Eye For Film >> Movies >> A Quiet Passion (2016) Film Review
A Quiet Passion
Reviewed by: Anne-Katrin Titze
Terence Davis, who catches the light of Amherst, Massachusetts while shooting in Belgium with cinematographer Florian Hoffmeister (The Deep Blue Sea), finds the soul in a flower, and examines what it means for women to be "doomed to be decorous" in the 19th century. He, and his subject Emily Dickinson as well, thought about the difference between wit and wisdom. In A Quiet Passion there is plenty of both. Wit can help cross smaller obstacles, not the big ones.
Davies looks at questions of the soul, family, war, creativity and how to be true to yourself - all in stunningly beautiful images. We first encounter young Emily (Emma Bell) at Episcopalian boarding school where she realises that easy salvation isn't hers to even wish for. Her loving family, sans the perennially under-the-weather mother (Joanna Bacon) come to take her home to Amherst to everybody's delight.
Time passes and Davies, in a trick so simple and playful and far-reaching, ages the portraits the family members have taken of themselves.
Cynthia Nixon is a wonderful, knowing, doubting, twinkling Emily. Jennifer Ehle as her sister Vinnie, her perfect match in loving banter and bitter argument. Brother Austin (Duncan Duff), when he marries Susan Gilbert (Jodhi May) gives them another sister. The female bonding comes across as effortless and their wit has lightning speed.
Vryling Buffam (Catherine Bailey) lashes witticisms as fast as a whip, while she and Emily become even faster friends. When she suspects that hell is probably even duller than heaven, she might be on to something. "My soul is my own," says Emily and her poetry is written, after asking permission from her father, by night.
Although some of her poetry was published in the Springfield Republican, Dickinson's genius was never acknowledged during her lifetime. The film, which is also written by Davies, does sprinkle in the painful, casual insults, like salt on ripe fruit. "Sometimes you are as ugly as your poetry" coming from a family member hurts more than a publisher calling her verse, "childish like a nursery rhyme".

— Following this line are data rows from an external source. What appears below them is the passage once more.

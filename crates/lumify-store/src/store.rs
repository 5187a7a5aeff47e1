//! Per-workspace object store
//!
//! [`WorkspaceStore`] owns one [`WorkspaceCache`] per workspace id, created
//! lazily on first write and kept for the life of the process. It is the
//! single source of truth for what the UI believes about an entity.
//!
//! # Update path
//!
//! ```text
//! response ─▶ ClassificationProbe ─▶ cache_vertices / cache_edges
//!                                        │ normalize, compare, write
//!                                        ▼
//!                                  UpdatePublisher ─▶ storeObjectsUpdated
//! ```
//!
//! Every public operation is synchronous. A compare-and-write sequence never
//! suspends, so two batches can never interleave.

use crate::cache::{CacheItemOptions, CachePriority, EntityCache, EvictionLogger, EvictionObserver};
use crate::config::StoreConfig;
use crate::diff::{BatchReport, Change, ChangeDetector};
use crate::entity::{Edge, Entity, GraphEntity, Vertex};
use crate::error::StoreError;
use crate::message::ObjectsUpdated;
use crate::probe::ClassificationProbe;
use crate::publish::{CurrentWorkspace, UpdatePublisher};
use crate::types::{EntityKind, WorkspaceId};
use serde::{Deserialize, Serialize};
use serde_json::Value;
use std::collections::{HashMap, HashSet};
use std::sync::Arc;

/// Cache state of a single workspace
#[derive(Debug)]
pub struct WorkspaceCache {
    vertices: EntityCache<Vertex>,
    edges: EntityCache<Edge>,
    on_graph_vertex_ids: HashSet<String>,
}

impl WorkspaceCache {
    fn new(capacity: usize) -> Self {
        Self {
            vertices: EntityCache::new(capacity),
            edges: EntityCache::new(capacity),
            on_graph_vertex_ids: HashSet::new(),
        }
    }

    /// Vertex cache
    #[inline]
    #[must_use]
    pub fn vertices(&self) -> &EntityCache<Vertex> {
        &self.vertices
    }

    /// Edge cache
    #[inline]
    #[must_use]
    pub fn edges(&self) -> &EntityCache<Edge> {
        &self.edges
    }

    /// Ids of the vertices placed on the graph canvas
    ///
    /// Independent of what is cached.
    #[inline]
    #[must_use]
    pub fn on_graph_vertex_ids(&self) -> &HashSet<String> {
        &self.on_graph_vertex_ids
    }

    fn get(&mut self, kind: EntityKind, id: &str) -> Option<Entity> {
        match kind {
            EntityKind::Vertex => self.vertices.get(id).cloned().map(Entity::Vertex),
            EntityKind::Edge => self.edges.get(id).cloned().map(Entity::Edge),
        }
    }
}

/// Batched read arriving as a message, with the kind still a string
#[derive(Debug, Clone, PartialEq, Eq, Serialize, Deserialize)]
#[serde(rename_all = "camelCase")]
pub struct StoreRequest {
    /// Workspace to read from
    pub workspace_id: WorkspaceId,
    /// `"vertex"` or `"edge"`
    pub kind: String,
    /// Ids to read, in the order results are wanted
    pub ids: Vec<String>,
}

struct Observers {
    vertex: Arc<dyn EvictionObserver<Vertex>>,
    edge: Arc<dyn EvictionObserver<Edge>>,
}

/// Ties a [`GraphEntity`] to its slot in a [`WorkspaceCache`]
trait StoredEntity: GraphEntity {
    fn cache(workspace: &mut WorkspaceCache) -> &mut EntityCache<Self>;

    fn observer(observers: &Observers) -> Arc<dyn EvictionObserver<Self>>;

    fn updated(entities: Vec<Self>) -> ObjectsUpdated;
}

impl StoredEntity for Vertex {
    fn cache(workspace: &mut WorkspaceCache) -> &mut EntityCache<Self> {
        &mut workspace.vertices
    }

    fn observer(observers: &Observers) -> Arc<dyn EvictionObserver<Self>> {
        observers.vertex.clone()
    }

    fn updated(entities: Vec<Self>) -> ObjectsUpdated {
        ObjectsUpdated::vertices(entities)
    }
}

impl StoredEntity for Edge {
    fn cache(workspace: &mut WorkspaceCache) -> &mut EntityCache<Self> {
        &mut workspace.edges
    }

    fn observer(observers: &Observers) -> Arc<dyn EvictionObserver<Self>> {
        observers.edge.clone()
    }

    fn updated(entities: Vec<Self>) -> ObjectsUpdated {
        ObjectsUpdated::edges(entities)
    }
}

/// Registry of workspace caches
pub struct WorkspaceStore {
    config: StoreConfig,
    detector: ChangeDetector,
    publisher: UpdatePublisher,
    observers: Observers,
    workspaces: HashMap<WorkspaceId, WorkspaceCache>,
}

impl WorkspaceStore {
    /// Create empty store
    ///
    /// Evictions are logged at debug level until an observer is installed.
    #[must_use]
    pub fn new(config: StoreConfig, publisher: UpdatePublisher) -> Self {
        let logger = Arc::new(EvictionLogger);
        Self {
            detector: ChangeDetector::from_config(&config),
            config,
            publisher,
            observers: Observers {
                vertex: logger.clone(),
                edge: logger,
            },
            workspaces: HashMap::new(),
        }
    }

    /// With eviction observer for both kinds
    ///
    /// Applies to records written from now on.
    #[must_use]
    pub fn with_eviction_observer<O>(mut self, observer: Arc<O>) -> Self
    where
        O: EvictionObserver<Vertex> + EvictionObserver<Edge> + 'static,
    {
        self.observers = Observers {
            vertex: observer.clone(),
            edge: observer,
        };
        self
    }

    /// Store configuration
    #[inline]
    #[must_use]
    pub fn config(&self) -> &StoreConfig {
        &self.config
    }

    /// Current-workspace slot used to gate notifications
    #[inline]
    #[must_use]
    pub fn current_workspace(&self) -> &CurrentWorkspace {
        self.publisher.current_workspace()
    }

    /// Look up a workspace cache without creating it
    #[inline]
    #[must_use]
    pub fn workspace(&self, workspace_id: &WorkspaceId) -> Option<&WorkspaceCache> {
        self.workspaces.get(workspace_id)
    }

    /// Get or create a workspace cache
    pub fn ensure_workspace(&mut self, workspace_id: &WorkspaceId) -> &mut WorkspaceCache {
        let capacity = self.config.entity_capacity;
        self.workspaces
            .entry(workspace_id.clone())
            .or_insert_with(|| {
                tracing::debug!(workspace = %workspace_id, "creating workspace cache");
                WorkspaceCache::new(capacity)
            })
    }

    /// Number of workspaces with cache state
    #[inline]
    #[must_use]
    pub fn workspace_count(&self) -> usize {
        self.workspaces.len()
    }

    /// Read one cached entity
    ///
    /// Never creates workspace state.
    pub fn get_object(
        &mut self,
        workspace_id: &WorkspaceId,
        kind: EntityKind,
        id: &str,
    ) -> Option<Entity> {
        self.workspaces.get_mut(workspace_id)?.get(kind, id)
    }

    /// Read cached entities, one slot per requested id in request order
    ///
    /// Never creates workspace state. `None` means "not yet known".
    pub fn get_objects<S: AsRef<str>>(
        &mut self,
        workspace_id: &WorkspaceId,
        kind: EntityKind,
        ids: &[S],
    ) -> Vec<Option<Entity>> {
        match self.workspaces.get_mut(workspace_id) {
            Some(workspace) => ids
                .iter()
                .map(|id| workspace.get(kind, id.as_ref()))
                .collect(),
            None => vec![None; ids.len()],
        }
    }

    /// Serve a read request whose kind arrived as a string
    ///
    /// # Errors
    /// `StoreError::InvalidKind` if `kind` is neither `vertex` nor `edge`;
    /// no partial result is produced.
    pub fn handle_request(
        &mut self,
        request: &StoreRequest,
    ) -> Result<Vec<Option<Entity>>, StoreError> {
        let kind: EntityKind = request.kind.parse()?;
        Ok(self.get_objects(&request.workspace_id, kind, &request.ids))
    }

    /// Replace the canvas membership set of a workspace
    pub fn set_vertices_in_workspace<I, S>(&mut self, workspace_id: &WorkspaceId, vertex_ids: I)
    where
        I: IntoIterator<Item = S>,
        S: Into<String>,
    {
        let ids: HashSet<String> = vertex_ids.into_iter().map(Into::into).collect();
        tracing::debug!(workspace = %workspace_id, count = ids.len(), "vertices in workspace");
        self.ensure_workspace(workspace_id).on_graph_vertex_ids = ids;
    }

    /// Canvas membership set, if the workspace has cache state
    #[must_use]
    pub fn vertices_in_workspace(&self, workspace_id: &WorkspaceId) -> Option<&HashSet<String>> {
        self.workspace(workspace_id).map(WorkspaceCache::on_graph_vertex_ids)
    }

    /// Check if a vertex is on the workspace canvas
    #[must_use]
    pub fn is_vertex_in_workspace(&self, workspace_id: &WorkspaceId, vertex_id: &str) -> bool {
        self.vertices_in_workspace(workspace_id)
            .is_some_and(|ids| ids.contains(vertex_id))
    }

    /// Cache a batch of vertices and report updates
    pub fn cache_vertices(&mut self, workspace_id: &WorkspaceId, vertices: Vec<Vertex>) -> BatchReport {
        self.cache_entities(workspace_id, vertices)
    }

    /// Cache a batch of edges and report updates
    pub fn cache_edges(&mut self, workspace_id: &WorkspaceId, edges: Vec<Edge>) -> BatchReport {
        self.cache_entities(workspace_id, edges)
    }

    /// Opportunistically cache whatever entities a response carries
    ///
    /// Runs the single-vertex, `vertices`, single-edge and `edges` checks in
    /// that order; each hit is cached as its own batch.
    pub fn check_ajax_for_possible_caching(
        &mut self,
        response: &Value,
        workspace_id: &WorkspaceId,
    ) -> BatchReport {
        let found = ClassificationProbe::inspect(response);
        let mut report = BatchReport::default();

        if let Some(vertex) = found.vertex {
            report.merge(self.cache_vertices(workspace_id, vec![vertex]));
        }
        if let Some(vertices) = found.vertices {
            report.merge(self.cache_vertices(workspace_id, vertices));
        }
        if let Some(edge) = found.edge {
            report.merge(self.cache_edges(workspace_id, vec![edge]));
        }
        if let Some(edges) = found.edges {
            report.merge(self.cache_edges(workspace_id, edges));
        }
        report
    }

    #[tracing::instrument(level = "debug", skip_all, fields(workspace = %workspace_id, kind = %E::KIND, count = entities.len()))]
    fn cache_entities<E: StoredEntity>(
        &mut self,
        workspace_id: &WorkspaceId,
        entities: Vec<E>,
    ) -> BatchReport {
        let observer = E::observer(&self.observers);
        let capacity = self.config.entity_capacity;
        let workspace = self
            .workspaces
            .entry(workspace_id.clone())
            .or_insert_with(|| WorkspaceCache::new(capacity));
        let cache = E::cache(workspace);

        let mut report = BatchReport::default();
        let mut updated = Vec::new();

        for mut entity in entities {
            self.detector.normalize(&mut entity);
            let change = ChangeDetector::classify(cache.peek(entity.id()), &entity);
            report.record(change);

            let options = CacheItemOptions::new()
                .with_priority(CachePriority::High)
                .with_observer(observer.clone());
            let id = entity.id().to_string();

            match change {
                Change::Unchanged => continue,
                Change::New => {
                    tracing::debug!(id = id.as_str(), "cache");
                    cache.insert(id, entity, options);
                }
                Change::Updated => {
                    tracing::debug!(id = id.as_str(), "cache updated");
                    cache.insert(id, entity.clone(), options);
                    updated.push(entity);
                }
            }
        }

        if !updated.is_empty() {
            report.notified = self.publisher.publish(workspace_id, E::updated(updated));
        }
        report
    }
}

impl std::fmt::Debug for WorkspaceStore {
    fn fmt(&self, f: &mut std::fmt::Formatter<'_>) -> std::fmt::Result {
        f.debug_struct("WorkspaceStore")
            .field("config", &self.config)
            .field("publisher", &self.publisher)
            .field("workspaces", &self.workspaces.len())
            .finish_non_exhaustive()
    }
}
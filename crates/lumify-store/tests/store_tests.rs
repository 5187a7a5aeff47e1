//! WorkspaceStore Tests
//!
//! Caching, change detection and notification behaviour across the
//! public store surface.

use lumify_store::prelude::*;
use lumify_store::{EvictionCause, StoreRequest};
use lumify_test_utils::{edge, edge_json, setup_store_in, setup_test_store, vertex, vertex_json};
use pretty_assertions::assert_eq;
use serde_json::json;

fn ws(id: &str) -> WorkspaceId {
    WorkspaceId::new(id)
}

#[test]
fn test_status_change_emits_one_update() {
    let mut t = setup_store_in("w1");

    let first = t.store.cache_vertices(&ws("w1"), vec![vertex("v1", SandboxStatus::Public)]);
    assert_eq!(first.new, 1);
    assert!(!first.notified);
    assert!(t.dispatcher.messages().is_empty());

    let second = t.store.cache_vertices(&ws("w1"), vec![vertex("v1", SandboxStatus::Private)]);
    assert_eq!(second.updated, 1);
    assert!(second.notified);

    let updates = t.dispatcher.updates();
    assert_eq!(updates.len(), 1);
    let vertices = updates[0].vertices.as_ref().unwrap();
    assert_eq!(vertices.len(), 1);
    assert_eq!(vertices[0].sandbox_status, SandboxStatus::Private);
    assert!(updates[0].edges.is_none());
}

#[test]
fn test_identical_rewrite_is_silent() {
    let mut t = setup_store_in("w1");
    let v1 = vertex("v1", SandboxStatus::Public);

    t.store.cache_vertices(&ws("w1"), vec![v1.clone()]);
    let report = t.store.cache_vertices(&ws("w1"), vec![v1]);

    assert_eq!(report.unchanged, 1);
    assert_eq!(report.written(), 0);
    assert!(t.dispatcher.messages().is_empty());
    assert_eq!(t.observer.calls(), 0);
}

#[test]
fn test_score_only_difference_is_unchanged() {
    let mut t = setup_store_in("w1");
    t.store.cache_vertices(&ws("w1"), vec![vertex("v1", SandboxStatus::Public)]);

    let scored = vertex("v1", SandboxStatus::Public).with_field("score", 12.5);
    let report = t.store.cache_vertices(&ws("w1"), vec![scored]);

    assert_eq!(report.unchanged, 1);
    assert!(t.dispatcher.messages().is_empty());
}

#[test]
fn test_replacement_fires_eviction_callback() {
    let mut t = setup_store_in("w1");
    t.store.cache_vertices(&ws("w1"), vec![vertex("v1", SandboxStatus::Public)]);
    t.store.cache_vertices(&ws("w1"), vec![vertex("v1", SandboxStatus::Private)]);

    assert_eq!(t.observer.log(), vec![("v1".to_string(), EvictionCause::Replaced)]);
}

#[test]
fn test_non_current_workspace_caches_without_notifying() {
    let mut t = setup_store_in("w2");
    t.store.cache_vertices(&ws("w1"), vec![vertex("v1", SandboxStatus::Public)]);
    let report = t.store.cache_vertices(&ws("w1"), vec![vertex("v1", SandboxStatus::Private)]);

    assert_eq!(report.updated, 1);
    assert!(!report.notified);
    assert!(t.dispatcher.messages().is_empty());

    let cached = t.store.get_object(&ws("w1"), EntityKind::Vertex, "v1").unwrap();
    assert_eq!(cached.as_vertex().unwrap().sandbox_status, SandboxStatus::Private);
}

#[test]
fn test_no_current_workspace_never_notifies() {
    let mut t = setup_test_store(StoreConfig::default());
    t.store.cache_vertices(&ws("w1"), vec![vertex("v1", SandboxStatus::Public)]);
    t.store.cache_vertices(&ws("w1"), vec![vertex("v1", SandboxStatus::Private)]);
    assert!(t.dispatcher.messages().is_empty());
}

#[test]
fn test_workspaces_are_isolated() {
    let mut t = setup_store_in("w1");
    t.store.cache_vertices(&ws("w1"), vec![vertex("v1", SandboxStatus::Public)]);

    assert!(t.store.get_object(&ws("w2"), EntityKind::Vertex, "v1").is_none());

    // Same id in another workspace is a first sighting there.
    let report = t.store.cache_vertices(&ws("w2"), vec![vertex("v1", SandboxStatus::Private)]);
    assert_eq!(report.new, 1);
    assert!(t.dispatcher.messages().is_empty());
}

#[test]
fn test_get_objects_mixed_hits() {
    let mut t = setup_store_in("w1");
    t.store.cache_vertices(&ws("w1"), vec![vertex("b", SandboxStatus::Public)]);

    let result = t.store.get_objects(&ws("w1"), EntityKind::Vertex, &["a", "b", "c"]);
    let ids: Vec<Option<&str>> = result.iter().map(|e| e.as_ref().map(Entity::id)).collect();
    assert_eq!(ids, vec![None, Some("b"), None]);
}

#[test]
fn test_get_objects_on_unknown_workspace() {
    let mut t = setup_test_store(StoreConfig::default());
    let result = t.store.get_objects(&ws("nope"), EntityKind::Edge, &["e1", "e2"]);
    assert_eq!(result, vec![None, None]);
    assert_eq!(t.store.workspace_count(), 0);
}

#[test]
fn test_handle_request_from_wire() {
    let mut t = setup_store_in("w1");
    t.store.cache_edges(&ws("w1"), vec![edge("e1", "v1", "v2")]);

    let request: StoreRequest = serde_json::from_value(json!({
        "workspaceId": "w1",
        "kind": "edge",
        "ids": ["e1", "e9"]
    }))
    .unwrap();
    let result = t.store.handle_request(&request).unwrap();
    assert_eq!(result[0].as_ref().map(Entity::kind), Some(EntityKind::Edge));
    assert!(result[1].is_none());

    let bad = StoreRequest {
        kind: "property".to_string(),
        ..request
    };
    assert!(t.store.handle_request(&bad).is_err());
}

#[test]
fn test_ajax_single_edge_is_cached() {
    let mut t = setup_store_in("w1");
    let response = edge_json("e1", "knows", "v1", "v2");

    let report = t.store.check_ajax_for_possible_caching(&response, &ws("w1"));
    assert_eq!(report.new, 1);

    let cached = t.store.get_object(&ws("w1"), EntityKind::Edge, "e1").unwrap();
    let edge = cached.as_edge().unwrap();
    assert_eq!((edge.source.as_str(), edge.target.as_str()), ("v1", "v2"));
}

#[test]
fn test_ajax_edge_change_compares_against_previous_edge() {
    let mut t = setup_store_in("w1");
    t.store.check_ajax_for_possible_caching(&edge_json("e1", "knows", "v1", "v2"), &ws("w1"));

    let report = t
        .store
        .check_ajax_for_possible_caching(&edge_json("e1", "knows", "v1", "v2"), &ws("w1"));
    assert_eq!(report.unchanged, 1);
    assert!(t.dispatcher.messages().is_empty());

    t.store
        .check_ajax_for_possible_caching(&edge_json("e1", "worksFor", "v1", "v2"), &ws("w1"));
    let updates = t.dispatcher.updates();
    assert_eq!(updates.len(), 1);
    assert_eq!(updates[0].edges.as_ref().unwrap()[0].label, "worksFor");
    assert!(updates[0].vertices.is_none());
}

#[test]
fn test_ajax_search_response_caches_vertex_array() {
    let mut t = setup_store_in("w1");
    let response = json!({
        "vertices": [vertex_json("v1", "PUBLIC"), vertex_json("v2", "PRIVATE")],
        "nextOffset": 2
    });

    let report = t.store.check_ajax_for_possible_caching(&response, &ws("w1"));
    assert_eq!(report.new, 2);
    assert_eq!(
        t.store.get_objects(&ws("w1"), EntityKind::Vertex, &["v1", "v2"]).iter().flatten().count(),
        2
    );
}

#[test]
fn test_ajax_mixed_response_sends_separate_batches() {
    let mut t = setup_store_in("w1");
    let response = json!({
        "vertices": [vertex_json("v1", "PUBLIC")],
        "edges": [edge_json("e1", "knows", "v1", "v2")]
    });
    t.store.check_ajax_for_possible_caching(&response, &ws("w1"));

    let changed = json!({
        "vertices": [vertex_json("v1", "PRIVATE")],
        "edges": [edge_json("e1", "knows", "v2", "v1")]
    });
    let report = t.store.check_ajax_for_possible_caching(&changed, &ws("w1"));
    assert_eq!(report.updated, 2);

    let updates = t.dispatcher.updates();
    assert_eq!(updates.len(), 2);
    assert!(updates[0].vertices.is_some() && updates[0].edges.is_none());
    assert!(updates[1].edges.is_some() && updates[1].vertices.is_none());
}

#[test]
fn test_ajax_unrelated_response_is_ignored() {
    let mut t = setup_store_in("w1");
    for response in [
        json!({"success": true}),
        json!([1, 2, 3]),
        json!({"vertices": [{"title": "not a vertex"}]}),
        json!("ok"),
    ] {
        let report = t.store.check_ajax_for_possible_caching(&response, &ws("w1"));
        assert_eq!(report.total(), 0);
    }
    assert_eq!(t.store.workspace_count(), 0);
}

#[test]
fn test_capacity_evicts_least_recently_used() {
    let mut t = setup_test_store(StoreConfig::default().with_entity_capacity(2));
    t.store.cache_vertices(
        &ws("w1"),
        vec![
            vertex("v1", SandboxStatus::Public),
            vertex("v2", SandboxStatus::Public),
        ],
    );
    // Touch v1 so v2 becomes the eviction candidate.
    assert!(t.store.get_object(&ws("w1"), EntityKind::Vertex, "v1").is_some());
    t.store.cache_vertices(&ws("w1"), vec![vertex("v3", SandboxStatus::Public)]);

    assert!(t.store.get_object(&ws("w1"), EntityKind::Vertex, "v2").is_none());
    assert!(t.store.get_object(&ws("w1"), EntityKind::Vertex, "v1").is_some());
    assert_eq!(t.observer.log(), vec![("v2".to_string(), EvictionCause::Capacity)]);
}

#[test]
fn test_identical_rewrite_keeps_recency() {
    let mut t = setup_test_store(StoreConfig::default().with_entity_capacity(2));
    t.store.cache_vertices(&ws("w1"), vec![vertex("v1", SandboxStatus::Public)]);
    t.store.cache_vertices(&ws("w1"), vec![vertex("v2", SandboxStatus::Public)]);

    // unchanged, so v1 stays the least recently used record
    let report = t.store.cache_vertices(&ws("w1"), vec![vertex("v1", SandboxStatus::Public)]);
    assert_eq!(report.unchanged, 1);
    t.store.cache_vertices(&ws("w1"), vec![vertex("v3", SandboxStatus::Public)]);

    assert_eq!(t.observer.log(), vec![("v1".to_string(), EvictionCause::Capacity)]);
    assert!(t.store.get_object(&ws("w1"), EntityKind::Vertex, "v1").is_none());
    assert!(t.store.get_object(&ws("w1"), EntityKind::Vertex, "v2").is_some());
}

#[test]
fn test_loose_property_payloads_are_cached_verbatim() {
    let mut t = setup_store_in("w1");
    let response = json!({
        "id": "v2",
        "sandboxStatus": "PUBLIC",
        "properties": [{"key": "k", "value": 1}, {"key": "k", "name": "title"}]
    });

    let report = t.store.check_ajax_for_possible_caching(&response, &ws("w1"));
    assert_eq!(report.new, 1);

    let cached = t.store.get_object(&ws("w1"), EntityKind::Vertex, "v2").unwrap();
    assert_eq!(serde_json::to_value(&cached).unwrap(), response);
}

#[test]
fn test_evicted_entity_returns_as_new() {
    let mut t = setup_store_in("w1");
    let mut t_small = setup_test_store(StoreConfig::default().with_entity_capacity(1));
    t_small.current.set(ws("w1"));

    t_small.store.cache_vertices(&ws("w1"), vec![vertex("v1", SandboxStatus::Public)]);
    t_small.store.cache_vertices(&ws("w1"), vec![vertex("v2", SandboxStatus::Public)]);
    let report = t_small
        .store
        .cache_vertices(&ws("w1"), vec![vertex("v1", SandboxStatus::Private)]);

    assert_eq!(report.new, 1);
    assert!(t_small.dispatcher.messages().is_empty());

    // Large store keeps both and reports the change.
    t.store.cache_vertices(&ws("w1"), vec![vertex("v1", SandboxStatus::Public)]);
    t.store.cache_vertices(&ws("w1"), vec![vertex("v2", SandboxStatus::Public)]);
    t.store.cache_vertices(&ws("w1"), vec![vertex("v1", SandboxStatus::Private)]);
    assert_eq!(t.dispatcher.updates().len(), 1);
}

#[test]
fn test_custom_volatile_fields() {
    let config = StoreConfig::default().with_volatile_fields(["highlight"]);
    let mut t = setup_test_store(config);
    t.current.set(ws("w1"));

    let a = vertex("v1", SandboxStatus::Public).with_field("highlight", "<em>a</em>");
    let b = vertex("v1", SandboxStatus::Public).with_field("highlight", "<em>b</em>");
    t.store.cache_vertices(&ws("w1"), vec![a]);
    assert_eq!(t.store.cache_vertices(&ws("w1"), vec![b]).unchanged, 1);

    // score is no longer volatile under this config
    t.store.cache_vertices(&ws("w1"), vec![vertex("v1", SandboxStatus::Public).with_field("score", 1)]);
    assert_eq!(t.dispatcher.updates().len(), 1);
}

#[test]
fn test_update_message_wire_shape() {
    let mut t = setup_store_in("w1");
    t.store.cache_vertices(&ws("w1"), vec![vertex("v1", SandboxStatus::Public)]);
    t.store.cache_vertices(&ws("w1"), vec![vertex("v1", SandboxStatus::PublicChanged)]);

    let message = &t.dispatcher.messages()[0];
    assert_eq!(
        serde_json::to_value(message).unwrap(),
        json!({
            "type": "storeObjectsUpdated",
            "data": {
                "vertices": [{"id": "v1", "sandboxStatus": "PUBLIC_CHANGED", "properties": []}]
            }
        })
    );
}

#[test]
fn test_membership_tracks_latest_set() {
    let mut t = setup_store_in("w1");
    t.store.set_vertices_in_workspace(&ws("w1"), ["v1", "v2"]);
    assert!(t.store.is_vertex_in_workspace(&ws("w1"), "v2"));

    t.store.set_vertices_in_workspace(&ws("w1"), Vec::<String>::new());
    assert!(!t.store.is_vertex_in_workspace(&ws("w1"), "v2"));
    assert!(t.store.vertices_in_workspace(&ws("w1")).unwrap().is_empty());
}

The importance of family ties finds its perfect visual equivalent in a slow 360 degree pan in a drawing room at night, moving from Emily to her Aunt Elizabeth (Annette Badland) to objects and flowers on the table, to her father, her siblings, her mother, a lamp, a window, the fireplace, more flowers, and back to Emily crying. Never again will a bond like this exist.
Despite attempts, never will it go full circle again. Scenes such as this go far beyond the household depicted and challenge the audience to think back at that perfect, probably unrecognised moment of bonding in their own families. Costume designer Catherine Marchand lets rips show in the lace jabot and buttons remain undone. The clothes are lived-in, not costume.
"This is my letter to the world, That never wrote to me, -- " starts one of her poems. Davies wants to do right by her and "Judge tenderly" of her. "Oh, Vinnie, why has the world become so ugly?" Emily asks. Davies clearly doesn't want us to limit this comment to 19th century Massachusetts.
"Let's not be anything today except superficial," is a suggestion that doesn't go very far with Emily Dickinson, as much as she tries in A Quiet Passion.